### Data excerpts
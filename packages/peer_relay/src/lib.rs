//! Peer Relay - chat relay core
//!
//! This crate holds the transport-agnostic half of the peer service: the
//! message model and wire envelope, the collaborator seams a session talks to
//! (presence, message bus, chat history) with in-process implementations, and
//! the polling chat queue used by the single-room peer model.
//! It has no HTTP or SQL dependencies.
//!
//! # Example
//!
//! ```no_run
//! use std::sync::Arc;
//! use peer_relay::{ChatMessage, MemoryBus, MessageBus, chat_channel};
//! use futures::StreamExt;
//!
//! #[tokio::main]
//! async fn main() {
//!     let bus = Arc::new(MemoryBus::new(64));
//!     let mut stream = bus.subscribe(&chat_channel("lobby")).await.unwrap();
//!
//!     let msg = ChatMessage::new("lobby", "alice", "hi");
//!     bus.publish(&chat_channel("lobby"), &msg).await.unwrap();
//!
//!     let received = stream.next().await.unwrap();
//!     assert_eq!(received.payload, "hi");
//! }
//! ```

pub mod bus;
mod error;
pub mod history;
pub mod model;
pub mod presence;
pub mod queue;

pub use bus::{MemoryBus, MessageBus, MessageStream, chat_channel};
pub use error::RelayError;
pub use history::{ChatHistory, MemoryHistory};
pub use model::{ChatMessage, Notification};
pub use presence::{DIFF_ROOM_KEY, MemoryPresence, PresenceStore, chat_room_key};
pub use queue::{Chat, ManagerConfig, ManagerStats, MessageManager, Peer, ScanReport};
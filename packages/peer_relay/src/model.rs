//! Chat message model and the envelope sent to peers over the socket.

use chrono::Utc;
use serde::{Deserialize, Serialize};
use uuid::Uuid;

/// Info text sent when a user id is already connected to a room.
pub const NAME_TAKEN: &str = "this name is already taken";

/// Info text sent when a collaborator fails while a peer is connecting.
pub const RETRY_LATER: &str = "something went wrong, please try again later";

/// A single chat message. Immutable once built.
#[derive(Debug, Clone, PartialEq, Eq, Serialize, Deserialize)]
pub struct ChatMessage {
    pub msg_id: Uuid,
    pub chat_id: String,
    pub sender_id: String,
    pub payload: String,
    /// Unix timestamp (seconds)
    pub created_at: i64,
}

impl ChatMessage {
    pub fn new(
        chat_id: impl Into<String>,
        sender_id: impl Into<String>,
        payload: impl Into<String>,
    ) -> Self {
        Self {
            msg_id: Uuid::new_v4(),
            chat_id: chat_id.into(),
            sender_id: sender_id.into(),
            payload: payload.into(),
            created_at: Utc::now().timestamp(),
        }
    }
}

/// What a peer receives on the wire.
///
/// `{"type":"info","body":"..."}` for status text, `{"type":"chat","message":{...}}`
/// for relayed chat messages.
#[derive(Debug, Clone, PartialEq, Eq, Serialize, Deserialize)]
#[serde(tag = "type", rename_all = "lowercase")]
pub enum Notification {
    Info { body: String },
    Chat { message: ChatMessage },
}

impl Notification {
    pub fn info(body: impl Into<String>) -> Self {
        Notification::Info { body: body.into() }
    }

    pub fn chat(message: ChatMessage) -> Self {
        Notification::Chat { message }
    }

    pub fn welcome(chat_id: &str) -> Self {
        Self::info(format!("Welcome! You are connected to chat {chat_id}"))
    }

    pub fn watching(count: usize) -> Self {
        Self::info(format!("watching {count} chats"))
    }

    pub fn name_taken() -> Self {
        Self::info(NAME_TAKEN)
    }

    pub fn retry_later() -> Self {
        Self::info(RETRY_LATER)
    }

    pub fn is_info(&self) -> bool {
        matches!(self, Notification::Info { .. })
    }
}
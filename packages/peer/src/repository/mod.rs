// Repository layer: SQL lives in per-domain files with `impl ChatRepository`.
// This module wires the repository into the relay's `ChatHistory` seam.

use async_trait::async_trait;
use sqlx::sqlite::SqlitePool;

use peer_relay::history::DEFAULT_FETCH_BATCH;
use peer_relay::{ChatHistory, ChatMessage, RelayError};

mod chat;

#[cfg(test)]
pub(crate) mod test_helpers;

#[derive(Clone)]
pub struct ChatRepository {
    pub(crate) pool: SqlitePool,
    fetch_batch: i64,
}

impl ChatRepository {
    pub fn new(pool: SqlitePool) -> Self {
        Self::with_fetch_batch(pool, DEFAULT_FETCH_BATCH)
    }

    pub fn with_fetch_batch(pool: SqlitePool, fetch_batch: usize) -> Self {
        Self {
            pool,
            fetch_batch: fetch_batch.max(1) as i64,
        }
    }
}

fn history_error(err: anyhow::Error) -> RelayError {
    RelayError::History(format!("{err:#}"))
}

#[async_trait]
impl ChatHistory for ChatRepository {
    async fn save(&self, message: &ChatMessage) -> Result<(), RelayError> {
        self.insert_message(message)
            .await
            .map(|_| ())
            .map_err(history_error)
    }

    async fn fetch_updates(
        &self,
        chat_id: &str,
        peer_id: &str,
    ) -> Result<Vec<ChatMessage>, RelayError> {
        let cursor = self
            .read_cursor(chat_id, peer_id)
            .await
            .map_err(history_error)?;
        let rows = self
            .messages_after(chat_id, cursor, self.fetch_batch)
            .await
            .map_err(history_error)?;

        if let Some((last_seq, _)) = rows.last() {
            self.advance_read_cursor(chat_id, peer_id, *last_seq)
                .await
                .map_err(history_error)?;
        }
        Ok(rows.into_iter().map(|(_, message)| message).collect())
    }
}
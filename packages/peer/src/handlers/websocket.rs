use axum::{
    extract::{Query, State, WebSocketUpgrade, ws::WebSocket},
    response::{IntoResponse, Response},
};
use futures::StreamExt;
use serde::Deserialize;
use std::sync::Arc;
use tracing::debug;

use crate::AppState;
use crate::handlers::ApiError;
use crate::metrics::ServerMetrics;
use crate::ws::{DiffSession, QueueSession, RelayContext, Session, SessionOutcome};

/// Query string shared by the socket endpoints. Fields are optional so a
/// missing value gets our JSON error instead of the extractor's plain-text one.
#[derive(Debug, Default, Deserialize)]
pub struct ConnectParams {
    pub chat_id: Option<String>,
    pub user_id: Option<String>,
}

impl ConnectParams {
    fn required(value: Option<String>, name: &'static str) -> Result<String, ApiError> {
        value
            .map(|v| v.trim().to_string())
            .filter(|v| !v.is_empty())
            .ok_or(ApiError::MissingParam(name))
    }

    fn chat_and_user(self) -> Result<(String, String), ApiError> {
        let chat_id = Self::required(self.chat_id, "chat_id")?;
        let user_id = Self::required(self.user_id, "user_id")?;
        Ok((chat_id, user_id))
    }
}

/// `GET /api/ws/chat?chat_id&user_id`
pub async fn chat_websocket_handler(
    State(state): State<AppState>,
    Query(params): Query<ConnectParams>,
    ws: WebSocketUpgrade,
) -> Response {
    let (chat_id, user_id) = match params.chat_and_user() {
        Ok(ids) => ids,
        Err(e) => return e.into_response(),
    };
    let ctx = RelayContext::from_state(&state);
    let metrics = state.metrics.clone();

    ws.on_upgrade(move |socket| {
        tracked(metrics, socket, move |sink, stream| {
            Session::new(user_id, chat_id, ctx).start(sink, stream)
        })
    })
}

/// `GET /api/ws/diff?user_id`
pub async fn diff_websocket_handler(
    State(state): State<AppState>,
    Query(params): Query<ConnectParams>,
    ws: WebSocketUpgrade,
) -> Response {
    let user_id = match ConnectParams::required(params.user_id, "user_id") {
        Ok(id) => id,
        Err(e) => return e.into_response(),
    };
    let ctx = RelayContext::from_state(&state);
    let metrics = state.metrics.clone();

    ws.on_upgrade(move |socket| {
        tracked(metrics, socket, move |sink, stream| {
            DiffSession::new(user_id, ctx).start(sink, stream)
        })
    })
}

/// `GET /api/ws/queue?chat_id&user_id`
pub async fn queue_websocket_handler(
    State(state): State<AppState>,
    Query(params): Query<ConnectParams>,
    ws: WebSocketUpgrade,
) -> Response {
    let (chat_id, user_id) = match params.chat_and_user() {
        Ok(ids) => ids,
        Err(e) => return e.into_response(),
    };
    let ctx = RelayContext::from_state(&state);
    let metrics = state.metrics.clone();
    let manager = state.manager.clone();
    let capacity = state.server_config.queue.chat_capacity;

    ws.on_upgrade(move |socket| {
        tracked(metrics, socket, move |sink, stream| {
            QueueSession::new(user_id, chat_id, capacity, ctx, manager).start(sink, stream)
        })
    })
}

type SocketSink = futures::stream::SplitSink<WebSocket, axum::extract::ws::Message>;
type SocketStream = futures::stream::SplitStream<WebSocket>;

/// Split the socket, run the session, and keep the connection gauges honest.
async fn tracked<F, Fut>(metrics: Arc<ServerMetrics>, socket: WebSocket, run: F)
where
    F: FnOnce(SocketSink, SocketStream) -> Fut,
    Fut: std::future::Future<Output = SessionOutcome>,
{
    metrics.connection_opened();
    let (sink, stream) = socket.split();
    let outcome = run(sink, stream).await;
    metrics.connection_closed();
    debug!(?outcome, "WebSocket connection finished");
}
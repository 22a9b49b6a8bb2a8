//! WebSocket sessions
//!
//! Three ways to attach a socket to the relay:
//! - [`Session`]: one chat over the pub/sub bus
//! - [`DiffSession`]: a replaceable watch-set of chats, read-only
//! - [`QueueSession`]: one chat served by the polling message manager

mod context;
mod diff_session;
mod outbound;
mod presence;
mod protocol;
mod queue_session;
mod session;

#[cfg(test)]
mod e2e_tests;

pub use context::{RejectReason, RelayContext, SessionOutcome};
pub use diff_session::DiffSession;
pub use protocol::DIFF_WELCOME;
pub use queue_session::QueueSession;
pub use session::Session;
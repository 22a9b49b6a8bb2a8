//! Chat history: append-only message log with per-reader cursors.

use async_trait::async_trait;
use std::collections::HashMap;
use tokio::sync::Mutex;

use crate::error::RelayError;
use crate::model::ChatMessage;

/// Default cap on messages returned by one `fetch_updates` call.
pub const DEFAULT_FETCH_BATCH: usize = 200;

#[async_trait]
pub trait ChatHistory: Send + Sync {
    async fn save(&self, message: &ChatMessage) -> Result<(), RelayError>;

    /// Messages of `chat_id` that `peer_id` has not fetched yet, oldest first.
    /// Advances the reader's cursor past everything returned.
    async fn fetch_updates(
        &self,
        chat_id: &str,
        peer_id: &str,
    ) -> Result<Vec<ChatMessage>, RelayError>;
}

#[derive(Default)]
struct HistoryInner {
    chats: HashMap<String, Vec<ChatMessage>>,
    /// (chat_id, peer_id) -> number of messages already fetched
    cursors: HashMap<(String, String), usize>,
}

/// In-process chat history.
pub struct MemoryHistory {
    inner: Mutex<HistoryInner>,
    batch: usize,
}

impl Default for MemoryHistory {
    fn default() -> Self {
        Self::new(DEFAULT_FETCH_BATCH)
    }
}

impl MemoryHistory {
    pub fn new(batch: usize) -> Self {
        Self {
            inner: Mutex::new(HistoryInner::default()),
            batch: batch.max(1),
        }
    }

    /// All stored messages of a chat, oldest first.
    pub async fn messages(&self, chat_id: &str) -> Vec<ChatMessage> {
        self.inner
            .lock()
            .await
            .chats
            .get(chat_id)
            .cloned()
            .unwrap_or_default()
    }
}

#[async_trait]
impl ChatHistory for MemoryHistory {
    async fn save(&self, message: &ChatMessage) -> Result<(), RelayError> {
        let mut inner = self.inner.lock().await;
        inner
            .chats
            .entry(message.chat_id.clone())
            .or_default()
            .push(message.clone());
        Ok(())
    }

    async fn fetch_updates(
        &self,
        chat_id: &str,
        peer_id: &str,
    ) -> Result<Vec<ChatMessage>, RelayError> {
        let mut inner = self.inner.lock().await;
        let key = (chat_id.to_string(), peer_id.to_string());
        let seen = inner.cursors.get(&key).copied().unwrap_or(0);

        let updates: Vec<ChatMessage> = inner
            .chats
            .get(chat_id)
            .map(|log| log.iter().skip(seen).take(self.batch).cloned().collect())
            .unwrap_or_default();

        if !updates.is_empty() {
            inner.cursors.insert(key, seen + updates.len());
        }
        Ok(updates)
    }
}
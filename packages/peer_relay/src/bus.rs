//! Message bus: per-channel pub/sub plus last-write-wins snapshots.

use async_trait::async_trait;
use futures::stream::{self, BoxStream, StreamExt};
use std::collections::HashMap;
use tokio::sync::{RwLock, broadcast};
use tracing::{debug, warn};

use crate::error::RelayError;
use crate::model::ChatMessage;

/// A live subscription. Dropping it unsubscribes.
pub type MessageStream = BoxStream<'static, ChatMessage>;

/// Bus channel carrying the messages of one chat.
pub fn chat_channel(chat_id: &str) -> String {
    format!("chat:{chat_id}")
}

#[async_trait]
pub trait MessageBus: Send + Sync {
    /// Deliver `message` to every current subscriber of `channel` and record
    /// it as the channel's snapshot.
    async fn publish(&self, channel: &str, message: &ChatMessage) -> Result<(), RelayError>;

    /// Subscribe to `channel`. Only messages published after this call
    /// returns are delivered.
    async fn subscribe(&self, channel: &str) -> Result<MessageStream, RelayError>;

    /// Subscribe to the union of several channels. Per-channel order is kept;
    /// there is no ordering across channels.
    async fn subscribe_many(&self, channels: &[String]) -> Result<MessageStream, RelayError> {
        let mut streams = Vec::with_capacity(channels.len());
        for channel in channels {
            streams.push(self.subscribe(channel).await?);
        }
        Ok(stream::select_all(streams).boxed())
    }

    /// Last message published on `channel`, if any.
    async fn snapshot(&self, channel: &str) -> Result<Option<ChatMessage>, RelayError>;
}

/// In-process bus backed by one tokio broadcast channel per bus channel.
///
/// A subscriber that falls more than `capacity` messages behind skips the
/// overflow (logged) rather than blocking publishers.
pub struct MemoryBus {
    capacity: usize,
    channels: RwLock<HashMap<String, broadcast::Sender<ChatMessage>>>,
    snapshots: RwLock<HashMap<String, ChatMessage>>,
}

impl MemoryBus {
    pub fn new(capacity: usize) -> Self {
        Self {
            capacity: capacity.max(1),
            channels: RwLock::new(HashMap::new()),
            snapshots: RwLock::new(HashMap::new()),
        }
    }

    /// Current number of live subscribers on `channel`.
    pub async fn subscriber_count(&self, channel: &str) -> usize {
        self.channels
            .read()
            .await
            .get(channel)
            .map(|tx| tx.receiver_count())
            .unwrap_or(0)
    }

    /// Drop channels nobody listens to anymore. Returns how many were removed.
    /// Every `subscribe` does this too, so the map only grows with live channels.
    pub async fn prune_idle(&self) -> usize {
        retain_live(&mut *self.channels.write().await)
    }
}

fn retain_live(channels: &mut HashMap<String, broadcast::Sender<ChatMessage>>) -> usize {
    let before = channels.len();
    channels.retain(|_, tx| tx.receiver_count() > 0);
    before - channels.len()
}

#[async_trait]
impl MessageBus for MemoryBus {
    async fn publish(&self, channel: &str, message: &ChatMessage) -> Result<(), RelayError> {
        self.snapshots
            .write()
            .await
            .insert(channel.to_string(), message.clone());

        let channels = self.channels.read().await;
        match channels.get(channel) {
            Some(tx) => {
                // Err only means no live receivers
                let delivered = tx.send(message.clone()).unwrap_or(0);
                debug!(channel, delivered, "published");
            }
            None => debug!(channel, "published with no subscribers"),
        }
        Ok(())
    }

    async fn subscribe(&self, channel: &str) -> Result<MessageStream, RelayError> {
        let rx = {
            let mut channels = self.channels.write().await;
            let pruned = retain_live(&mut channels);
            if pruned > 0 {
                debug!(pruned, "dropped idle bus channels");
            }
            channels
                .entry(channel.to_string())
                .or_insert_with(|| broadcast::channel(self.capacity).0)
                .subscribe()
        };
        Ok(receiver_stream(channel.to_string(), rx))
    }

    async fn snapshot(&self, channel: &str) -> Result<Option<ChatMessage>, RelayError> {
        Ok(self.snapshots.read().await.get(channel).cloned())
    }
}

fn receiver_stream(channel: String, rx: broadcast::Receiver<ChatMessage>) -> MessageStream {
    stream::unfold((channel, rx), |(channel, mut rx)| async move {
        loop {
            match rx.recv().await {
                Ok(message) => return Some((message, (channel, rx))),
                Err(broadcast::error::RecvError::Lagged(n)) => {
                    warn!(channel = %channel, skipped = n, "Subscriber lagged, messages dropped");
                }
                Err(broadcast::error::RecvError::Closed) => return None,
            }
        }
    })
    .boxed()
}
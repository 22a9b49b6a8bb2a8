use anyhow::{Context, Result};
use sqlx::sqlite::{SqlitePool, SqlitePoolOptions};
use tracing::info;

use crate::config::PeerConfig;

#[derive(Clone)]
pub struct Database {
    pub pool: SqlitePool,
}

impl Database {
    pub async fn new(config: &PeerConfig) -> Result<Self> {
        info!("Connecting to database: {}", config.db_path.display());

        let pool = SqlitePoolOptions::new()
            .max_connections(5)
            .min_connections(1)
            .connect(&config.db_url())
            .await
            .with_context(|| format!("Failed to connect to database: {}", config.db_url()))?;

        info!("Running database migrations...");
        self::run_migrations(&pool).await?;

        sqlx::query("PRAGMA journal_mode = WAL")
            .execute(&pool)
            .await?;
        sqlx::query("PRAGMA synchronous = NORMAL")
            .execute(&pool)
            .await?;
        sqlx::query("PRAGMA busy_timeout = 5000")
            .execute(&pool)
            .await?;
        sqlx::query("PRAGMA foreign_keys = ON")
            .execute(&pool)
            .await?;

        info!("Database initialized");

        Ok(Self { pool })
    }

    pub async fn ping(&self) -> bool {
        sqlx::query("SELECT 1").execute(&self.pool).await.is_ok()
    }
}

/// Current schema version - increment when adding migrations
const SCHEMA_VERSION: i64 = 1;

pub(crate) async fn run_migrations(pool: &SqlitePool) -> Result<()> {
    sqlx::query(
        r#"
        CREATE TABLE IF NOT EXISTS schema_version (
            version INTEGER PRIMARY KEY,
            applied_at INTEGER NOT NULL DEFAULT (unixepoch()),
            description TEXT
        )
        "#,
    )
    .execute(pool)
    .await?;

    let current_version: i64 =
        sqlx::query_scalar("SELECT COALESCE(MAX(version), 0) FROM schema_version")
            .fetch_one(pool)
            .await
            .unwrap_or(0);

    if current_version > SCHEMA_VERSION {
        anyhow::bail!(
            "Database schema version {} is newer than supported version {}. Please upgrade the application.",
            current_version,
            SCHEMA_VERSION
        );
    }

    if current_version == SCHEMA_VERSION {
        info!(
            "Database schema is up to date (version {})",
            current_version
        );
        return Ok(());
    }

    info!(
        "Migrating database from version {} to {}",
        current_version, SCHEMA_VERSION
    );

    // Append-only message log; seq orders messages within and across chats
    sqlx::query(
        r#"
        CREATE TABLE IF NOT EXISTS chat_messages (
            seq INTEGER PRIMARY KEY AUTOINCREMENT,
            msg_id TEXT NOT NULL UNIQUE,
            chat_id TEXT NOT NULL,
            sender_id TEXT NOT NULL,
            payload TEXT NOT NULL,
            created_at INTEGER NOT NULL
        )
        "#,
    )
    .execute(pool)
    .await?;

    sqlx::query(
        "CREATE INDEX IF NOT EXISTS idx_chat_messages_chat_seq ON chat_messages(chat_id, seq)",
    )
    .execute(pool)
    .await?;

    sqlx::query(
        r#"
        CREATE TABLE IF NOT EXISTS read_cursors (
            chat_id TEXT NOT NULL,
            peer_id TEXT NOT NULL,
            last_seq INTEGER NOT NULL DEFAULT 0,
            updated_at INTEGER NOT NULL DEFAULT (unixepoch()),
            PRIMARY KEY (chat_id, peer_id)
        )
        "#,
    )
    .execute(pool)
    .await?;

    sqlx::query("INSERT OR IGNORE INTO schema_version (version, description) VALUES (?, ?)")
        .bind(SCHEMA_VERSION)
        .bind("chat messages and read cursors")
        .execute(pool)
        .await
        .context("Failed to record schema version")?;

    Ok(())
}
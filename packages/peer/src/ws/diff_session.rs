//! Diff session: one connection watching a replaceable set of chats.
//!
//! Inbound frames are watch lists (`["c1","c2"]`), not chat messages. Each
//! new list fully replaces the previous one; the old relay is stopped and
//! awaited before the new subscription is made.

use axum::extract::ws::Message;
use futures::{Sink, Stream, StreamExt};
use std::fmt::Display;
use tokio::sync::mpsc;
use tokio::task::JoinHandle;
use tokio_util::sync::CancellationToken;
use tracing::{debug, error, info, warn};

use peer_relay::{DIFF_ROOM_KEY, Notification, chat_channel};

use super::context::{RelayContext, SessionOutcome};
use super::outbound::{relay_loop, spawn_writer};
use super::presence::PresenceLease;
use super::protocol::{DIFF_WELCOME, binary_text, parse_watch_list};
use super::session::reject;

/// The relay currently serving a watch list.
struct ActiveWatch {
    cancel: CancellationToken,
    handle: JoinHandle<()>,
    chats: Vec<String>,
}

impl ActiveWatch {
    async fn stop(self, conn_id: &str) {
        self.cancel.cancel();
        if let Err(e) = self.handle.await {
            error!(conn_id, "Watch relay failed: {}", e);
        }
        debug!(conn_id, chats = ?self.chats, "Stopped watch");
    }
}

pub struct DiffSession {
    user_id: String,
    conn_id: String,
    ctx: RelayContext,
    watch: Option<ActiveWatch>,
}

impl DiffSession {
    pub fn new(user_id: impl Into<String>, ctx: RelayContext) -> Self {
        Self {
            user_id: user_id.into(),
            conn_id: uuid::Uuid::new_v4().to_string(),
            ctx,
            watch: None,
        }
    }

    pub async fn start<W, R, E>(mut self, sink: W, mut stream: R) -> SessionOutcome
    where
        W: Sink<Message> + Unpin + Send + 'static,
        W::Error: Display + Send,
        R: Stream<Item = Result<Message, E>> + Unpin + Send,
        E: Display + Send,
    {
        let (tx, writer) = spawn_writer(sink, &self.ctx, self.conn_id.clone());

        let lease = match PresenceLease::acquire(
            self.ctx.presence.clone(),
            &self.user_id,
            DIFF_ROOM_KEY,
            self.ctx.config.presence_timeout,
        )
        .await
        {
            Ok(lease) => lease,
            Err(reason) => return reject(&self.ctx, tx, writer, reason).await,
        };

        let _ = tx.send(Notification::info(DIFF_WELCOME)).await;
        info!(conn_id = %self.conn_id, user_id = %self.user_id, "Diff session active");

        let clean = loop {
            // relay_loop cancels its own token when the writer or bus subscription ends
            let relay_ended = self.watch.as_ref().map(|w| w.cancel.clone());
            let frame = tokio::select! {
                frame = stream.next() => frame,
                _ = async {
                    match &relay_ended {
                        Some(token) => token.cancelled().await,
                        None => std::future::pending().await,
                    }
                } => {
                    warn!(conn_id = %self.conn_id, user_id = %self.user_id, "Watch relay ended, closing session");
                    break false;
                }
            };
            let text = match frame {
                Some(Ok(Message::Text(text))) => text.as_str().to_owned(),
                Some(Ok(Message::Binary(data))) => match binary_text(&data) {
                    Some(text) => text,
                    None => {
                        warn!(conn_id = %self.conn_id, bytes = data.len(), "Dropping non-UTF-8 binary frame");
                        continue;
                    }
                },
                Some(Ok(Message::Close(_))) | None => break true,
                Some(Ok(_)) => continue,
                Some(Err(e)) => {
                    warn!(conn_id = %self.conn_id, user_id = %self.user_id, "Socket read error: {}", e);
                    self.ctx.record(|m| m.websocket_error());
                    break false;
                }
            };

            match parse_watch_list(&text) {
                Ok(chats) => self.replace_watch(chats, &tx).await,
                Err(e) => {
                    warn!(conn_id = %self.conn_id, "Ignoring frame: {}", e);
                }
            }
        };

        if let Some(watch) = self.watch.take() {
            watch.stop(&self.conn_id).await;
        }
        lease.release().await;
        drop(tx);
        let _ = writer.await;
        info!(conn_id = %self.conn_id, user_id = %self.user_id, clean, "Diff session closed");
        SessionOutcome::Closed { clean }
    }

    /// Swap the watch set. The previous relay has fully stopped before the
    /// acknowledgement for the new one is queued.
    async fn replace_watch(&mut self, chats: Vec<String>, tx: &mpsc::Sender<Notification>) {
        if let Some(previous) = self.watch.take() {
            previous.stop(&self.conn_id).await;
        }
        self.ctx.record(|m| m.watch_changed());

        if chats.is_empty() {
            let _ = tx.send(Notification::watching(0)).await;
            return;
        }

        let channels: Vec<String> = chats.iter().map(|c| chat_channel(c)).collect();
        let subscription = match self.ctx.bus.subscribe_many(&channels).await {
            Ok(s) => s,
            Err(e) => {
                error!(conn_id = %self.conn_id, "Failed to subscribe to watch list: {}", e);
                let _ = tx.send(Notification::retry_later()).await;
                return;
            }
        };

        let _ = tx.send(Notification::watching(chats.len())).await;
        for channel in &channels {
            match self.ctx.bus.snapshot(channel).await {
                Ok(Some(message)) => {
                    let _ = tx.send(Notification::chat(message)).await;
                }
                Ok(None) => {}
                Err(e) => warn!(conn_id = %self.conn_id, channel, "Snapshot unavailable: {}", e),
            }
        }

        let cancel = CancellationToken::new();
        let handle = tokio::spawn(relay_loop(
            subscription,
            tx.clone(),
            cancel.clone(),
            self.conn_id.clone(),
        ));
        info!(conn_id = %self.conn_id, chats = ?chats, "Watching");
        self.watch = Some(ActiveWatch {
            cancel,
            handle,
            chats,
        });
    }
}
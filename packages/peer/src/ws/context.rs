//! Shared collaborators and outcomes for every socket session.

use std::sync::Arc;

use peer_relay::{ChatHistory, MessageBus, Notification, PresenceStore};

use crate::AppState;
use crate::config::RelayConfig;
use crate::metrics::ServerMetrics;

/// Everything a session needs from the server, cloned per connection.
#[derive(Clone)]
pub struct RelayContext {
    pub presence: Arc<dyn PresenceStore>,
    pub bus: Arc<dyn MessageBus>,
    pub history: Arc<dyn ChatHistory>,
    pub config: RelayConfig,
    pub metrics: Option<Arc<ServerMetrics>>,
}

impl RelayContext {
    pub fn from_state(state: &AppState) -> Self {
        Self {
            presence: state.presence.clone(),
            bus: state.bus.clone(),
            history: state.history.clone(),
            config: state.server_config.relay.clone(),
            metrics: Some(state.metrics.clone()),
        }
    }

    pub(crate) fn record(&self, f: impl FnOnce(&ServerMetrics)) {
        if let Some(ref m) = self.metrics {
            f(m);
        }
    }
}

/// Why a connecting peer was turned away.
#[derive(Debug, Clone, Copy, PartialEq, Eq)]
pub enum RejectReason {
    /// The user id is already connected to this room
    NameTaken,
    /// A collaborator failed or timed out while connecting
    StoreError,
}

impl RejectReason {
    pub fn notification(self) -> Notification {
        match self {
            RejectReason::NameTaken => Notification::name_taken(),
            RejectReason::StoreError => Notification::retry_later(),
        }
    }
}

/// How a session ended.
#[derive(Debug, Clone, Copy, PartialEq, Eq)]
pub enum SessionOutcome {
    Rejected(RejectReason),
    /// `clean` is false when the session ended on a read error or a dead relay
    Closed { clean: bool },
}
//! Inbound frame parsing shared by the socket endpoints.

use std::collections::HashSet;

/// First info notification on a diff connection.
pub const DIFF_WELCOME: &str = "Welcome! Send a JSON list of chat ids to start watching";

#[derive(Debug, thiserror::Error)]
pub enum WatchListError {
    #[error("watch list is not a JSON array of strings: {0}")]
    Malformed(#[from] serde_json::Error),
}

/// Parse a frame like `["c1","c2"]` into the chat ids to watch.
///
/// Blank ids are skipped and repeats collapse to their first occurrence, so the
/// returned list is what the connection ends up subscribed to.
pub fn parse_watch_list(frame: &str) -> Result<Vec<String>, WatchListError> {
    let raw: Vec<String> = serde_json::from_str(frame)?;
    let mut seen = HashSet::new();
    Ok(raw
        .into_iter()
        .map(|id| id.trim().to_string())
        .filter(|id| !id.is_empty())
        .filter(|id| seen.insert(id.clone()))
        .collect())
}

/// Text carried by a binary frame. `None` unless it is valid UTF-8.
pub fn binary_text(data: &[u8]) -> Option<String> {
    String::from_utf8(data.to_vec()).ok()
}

### About this task
Beginning with the opening line above, retype the records exactly through the line with "in-process implementations, and", both ends included.

### Response below
filename packages/peer_relay/src/lib.rs
//! Peer Relay - chat relay core
//!
//! This crate holds the transport-agnostic half of the peer service: the
//! message model and wire envelope, the collaborator seams a session talks to
//! (presence, message bus, chat history) with in-process implementations, and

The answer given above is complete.